During this time the rest of the bar patrons had circled around and the aura was definitely menacing. All had weapons or bottles and all looked very angry. We started to slowly back out of the room while maintaining your defensive positions. As we neared the threshold and freedom, the half-elf threw one parting particularly insidious insult about the ringleader’s mother. What would have been an episode demonstrating the value of diplomacy turned into an all out brawl with just the two of us against the mob. We manage to barely defeat (or escape depending on which of us you talk to and how much they have had to drink) the mob with our lives and some significant wounds.

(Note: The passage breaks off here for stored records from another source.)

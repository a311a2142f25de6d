use thiserror::Error;

use crate::client::ExchangeError;
use crate::session::StorageError;

#[derive(Error, Debug)]
pub enum ChatBubbleError {
    #[error("Config error: {0}")]
    Config(#[from] config::ConfigError),

    #[error("IO error: {0}")]
    Io(#[from] std::io::Error),

    #[error("Storage error: {0}")]
    Storage(#[from] StorageError),

    #[error("Exchange error: {0}")]
    Exchange(#[from] ExchangeError),
}
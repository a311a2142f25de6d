//! chatbubble — terminal front end for a webhook-backed chat assistant
//!
//! # Subcommands
//! - `send <text>`      — send one message and print the reply
//! - `chat`             — interactive thread; replies print as they arrive
//! - `session show`     — print the stored session identifier
//! - `session reset`    — forget the identifier (next send creates a new one)
//! - `config`           — print the resolved configuration as JSON

use std::sync::Arc;

use chatbubble_core::session::SessionIdentity;
use chatbubble_core::{ChatWidget, DisplayableReply, Profile, WidgetConfig};
use clap::{Parser, Subcommand};
use tokio::io::{AsyncBufReadExt, BufReader};
use tracing_subscriber::{fmt, EnvFilter};

// ============================================================================
// CLI Definition
// ============================================================================

#[derive(Debug, Parser)]
#[command(
    name = "chatbubble",
    version,
    about = "Chat with a webhook-backed assistant from the terminal"
)]
struct Cli {
    /// Path to the TOML config file (optional)
    #[arg(short, long, default_value = "chatbubble.toml")]
    config: String,

    /// Webhook URL (overrides the config file)
    #[arg(long, env = "CHAT_BUBBLE_WEBHOOK_URL")]
    webhook_url: Option<String>,

    /// Widget profile: v1 (local store only) or v2 (cookie + local store)
    #[arg(long)]
    profile: Option<Profile>,

    #[command(subcommand)]
    command: Commands,
}

#[derive(Debug, Subcommand)]
enum Commands {
    /// Send a single message and print the reply
    Send {
        /// Message text
        text: String,
    },

    /// Open an interactive chat thread
    Chat,

    /// Inspect or reset the session identifier
    Session {
        #[command(subcommand)]
        action: SessionAction,
    },

    /// Print the resolved configuration
    Config,
}

#[derive(Debug, Subcommand)]
enum SessionAction {
    /// Print the current identifier, if any
    Show,
    /// Clear the identifier from every store
    Reset,
}

// ============================================================================
// Rendering
// ============================================================================

fn print_reply(name: &str, reply: &DisplayableReply) {
    if reply.is_error() {
        println!("[!] {}", reply.text);
    } else {
        println!("{}: {}", name, reply.text);
    }
}

// ============================================================================
// Commands
// ============================================================================

async fn do_send(config: &WidgetConfig, text: &str) -> anyhow::Result<()> {
    let widget = ChatWidget::from_config(config)?;
    match widget.submit(text).await {
        Some(reply) => {
            print_reply(&widget.appearance().assistant_name, &reply);
            if reply.is_error() {
                std::process::exit(1);
            }
        }
        None => eprintln!("chatbubble: nothing to send"),
    }
    Ok(())
}

/// Each line is submitted on its own task, so a slow reply never blocks
/// the next message.
async fn do_chat(config: &WidgetConfig) -> anyhow::Result<()> {
    let widget = Arc::new(ChatWidget::from_config(config)?);
    let name = widget.appearance().assistant_name.clone();

    println!("── {} ──", widget.header());
    for entry in widget.transcript() {
        println!("{}: {}", name, entry.text);
    }
    println!("(type a message, Ctrl+D to quit)");

    let mut lines = BufReader::new(tokio::io::stdin()).lines();
    let mut in_flight = Vec::new();

    while let Some(line) = lines.next_line().await? {
        if line.trim().is_empty() {
            continue;
        }
        let widget = widget.clone();
        let name = name.clone();
        in_flight.push(tokio::spawn(async move {
            if let Some(reply) = widget.submit(&line).await {
                print_reply(&name, &reply);
            }
        }));
        in_flight.retain(|h| !h.is_finished());
    }

    for handle in in_flight {
        if let Err(e) = handle.await {
            tracing::warn!(error = %e, "Send task failed");
        }
    }
    Ok(())
}

fn do_session(config: &WidgetConfig, action: SessionAction) -> anyhow::Result<()> {
    let identity = SessionIdentity::from_config(&config.session)?;
    match action {
        SessionAction::Show => match identity.current() {
            Some(id) => println!("{}", id),
            None => println!("(no session yet)"),
        },
        SessionAction::Reset => {
            identity.reset()?;
            println!("Session cleared");
        }
    }
    Ok(())
}

#[tokio::main]
async fn main() -> anyhow::Result<()> {
    dotenvy::dotenv().ok();

    let cli = Cli::parse();

    let mut config = match WidgetConfig::load(&cli.config) {
        Ok(c) => c,
        Err(e) => {
            eprintln!("Failed to load config from {}: {}", cli.config, e);
            std::process::exit(1);
        }
    };
    if let Some(url) = cli.webhook_url {
        config.webhook.url = url;
    }
    if let Some(profile) = cli.profile {
        config.session.profile = profile;
    }

    // Logs go to stderr so they never interleave with replies on stdout
    let filter = EnvFilter::try_from_default_env()
        .unwrap_or_else(|_| EnvFilter::new(&config.service.log_level));
    fmt()
        .with_env_filter(filter)
        .with_writer(std::io::stderr)
        .init();

    match cli.command {
        Commands::Send { text } => do_send(&config, &text).await,
        Commands::Chat => do_chat(&config).await,
        Commands::Session { action } => do_session(&config, action),
        Commands::Config => {
            println!("{}", serde_json::to_string_pretty(&config)?);
            Ok(())
        }
    }
}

I knew from that day forth that might would be necessary to support the cause of right against the darkness of hatred.
That night, while in midnight prayer, my Angel returned. In a loud voice he proclaimed that the Adonai would empower and use me for his Glory. He laid out my tenants as the following: "Let love be genuine. Abhor what is evil; hold fast to what is good. Do not be slothful in zeal, be fervent in spirit, serve the Lord. Rejoice in hope, be patient in tribulation, be constant in prayer. Contribute to the needs of the saints and seek to show hospitality. Do not be haughty, but associate with the lowly. Never be wise in your own sight. Beloved, never avenge yourselves, but leave it to the wrath of God, Vengeance is His, and He will repay. Do not be overcome by evil, but overcome evil with good."
This would be my mission and my calling. Soon enough, I began my training as a paladin, the mightiest and most righteous of all heroes. I had never cared much for religion, but I found a God who had saved me despite myself and had empowered me to be one of his true warriors despite my weaknesses. I hope my shining example his comrades will come to see the value of my code, but I believe that doing Good under threat of punishment doesn't count. As the Adonai told me: "Who are you to judge someone else’s servant? To their own master servants stand or fall. You, however, will stand, for Adonai is able to make it so."